Not that I know. In Germany, the recently best in the field was the KIDD study about childhood chancer rates near nuclear power plants, which also correlate good to the nuclear waste dump.
Such a study would sure be interesting, also for spaceflight research.
Regarding nuclear vs fossil fuels. Problems with nuclear energy seems to be more managable than problems with fossil fuels. If we continue to burn everything that burns - oil, coal, conventional natural gas, shale gas, tar sands, maybe even develop ways to tap deep sea methane hydrates it all has the potential to cause severe impact on climate. What if major bread baskets of the world suddenly don't get any meaningful rainfall for several years in a row because of some climate shift. Now we have a Very Big Problem.
I think that both kinds of fuel lack control, but there are different kinds of being out of control there.
Most CO2 can be chemically filtered out of the gases, if you want to. It isn't effective, and only really works for power plants, but you can do that.
sulfur can be removed from fuel by carefully selecting the fuel or using special chemical filters in the power plant.
But nuclear waste is different there - nuclear waste isn't something you can easily filter out. Take Iodine for example, it is really nasty if released, since it can hide in many molecules, and only a mass spectrometer or centrifuge could separate a bit of it from normal Iodine.
Also, you can't even compare chemical power production with nuclear in terms of the exhaust/waste: chemical power plants have, if you use high enough temperatures and a long enough exhaust stack/filter system to let the exhaust cool, a very reliable output. Carbon and Oxygen become CO2. a bit of water forms. Other, more nasty chemicals form by contaminants alone.
Nuclear fission is different. You only know for sure that the resulting nuclei after the fission have only a small chance of being of similar mass. Everything else is possible - you can have a wide range of different isotopes. Harmless substances in a nuclear reactor can capture neutrons and become highly radioactive. The three classic kinds of radiation can also mess with the materials.
This is one big problem handling the waste - you don't really know what the waste is made of, until you analyzed it. The statistics tell you a reliable figure what you can expect, but then you don't even reliable know, what properties the fuel had that went into the reactor. Or what kind of radiation affected a certain junk part, that is now waste itself.
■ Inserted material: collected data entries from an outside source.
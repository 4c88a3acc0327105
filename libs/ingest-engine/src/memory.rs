use std::future::Future;
use std::pin::Pin;
use std::sync::Mutex;

use tokio::sync::mpsc;

use ingest_api::{ConnectorError, EnrichedRecord, RecordSink, RecordSource, StreamRecord};

/// In-process source fed through a bounded channel. Ends when every
/// sender is dropped.
pub struct ChannelSource {
    rx: mpsc::Receiver<StreamRecord>,
}

/// Create a channel source and the sender that feeds it.
pub fn channel_source(buffer: usize) -> (mpsc::Sender<StreamRecord>, ChannelSource) {
    let (tx, rx) = mpsc::channel(buffer.max(1));
    (tx, ChannelSource { rx })
}

impl RecordSource for ChannelSource {
    fn next(
        &mut self,
    ) -> Pin<Box<dyn Future<Output = Result<Option<StreamRecord>, ConnectorError>> + Send + '_>> {
        Box::pin(async move { Ok(self.rx.recv().await) })
    }

    fn describe(&self) -> String {
        "memory:channel".into()
    }
}

/// Collects delivered records in memory.
#[derive(Default)]
pub struct MemorySink {
    records: Mutex<Vec<EnrichedRecord>>,
}

impl MemorySink {
    pub fn new() -> Self {
        Self::default()
    }

    /// Snapshot of everything delivered so far.
    pub fn records(&self) -> Vec<EnrichedRecord> {
        match self.records.lock() {
            Ok(g) => g.clone(),
            Err(poisoned) => poisoned.into_inner().clone(),
        }
    }

    pub fn len(&self) -> usize {
        self.records().len()
    }

    pub fn is_empty(&self) -> bool {
        self.len() == 0
    }
}

impl RecordSink for MemorySink {
    fn send(
        &self,
        record: EnrichedRecord,
    ) -> Pin<Box<dyn Future<Output = Result<(), ConnectorError>> + Send + '_>> {
        Box::pin(async move {
            let mut guard = match self.records.lock() {
                Ok(g) => g,
                Err(poisoned) => {
                    tracing::warn!("memory sink lock was poisoned, recovering");
                    poisoned.into_inner()
                }
            };
            guard.push(record);
            Ok(())
        })
    }

    fn flush(&self) -> Pin<Box<dyn Future<Output = Result<(), ConnectorError>> + Send + '_>> {
        Box::pin(async { Ok(()) })
    }

    fn describe(&self) -> String {
        "memory:vec".into()
    }
}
The many noble gases that are produced along the process are also highly radioactive and noble gases can't be chemically filtered, you need to use different technology there.
Nuclear waste has the nasty tendency to wait silently for a long time until you do an error. And then hell breaks loose. If you don't have the proper respect for the material, you are already gambling with the devil. But even if you do everything thinkable right, nuclear waste can trick you and contaminate a place and produce new nuclear waste.
The funny thing about nuclear fuel is also, that it does not even result in radioactivity constantly dropping - the way how it drops is the sum of many decay processes and many formations of new radioactive isotopes.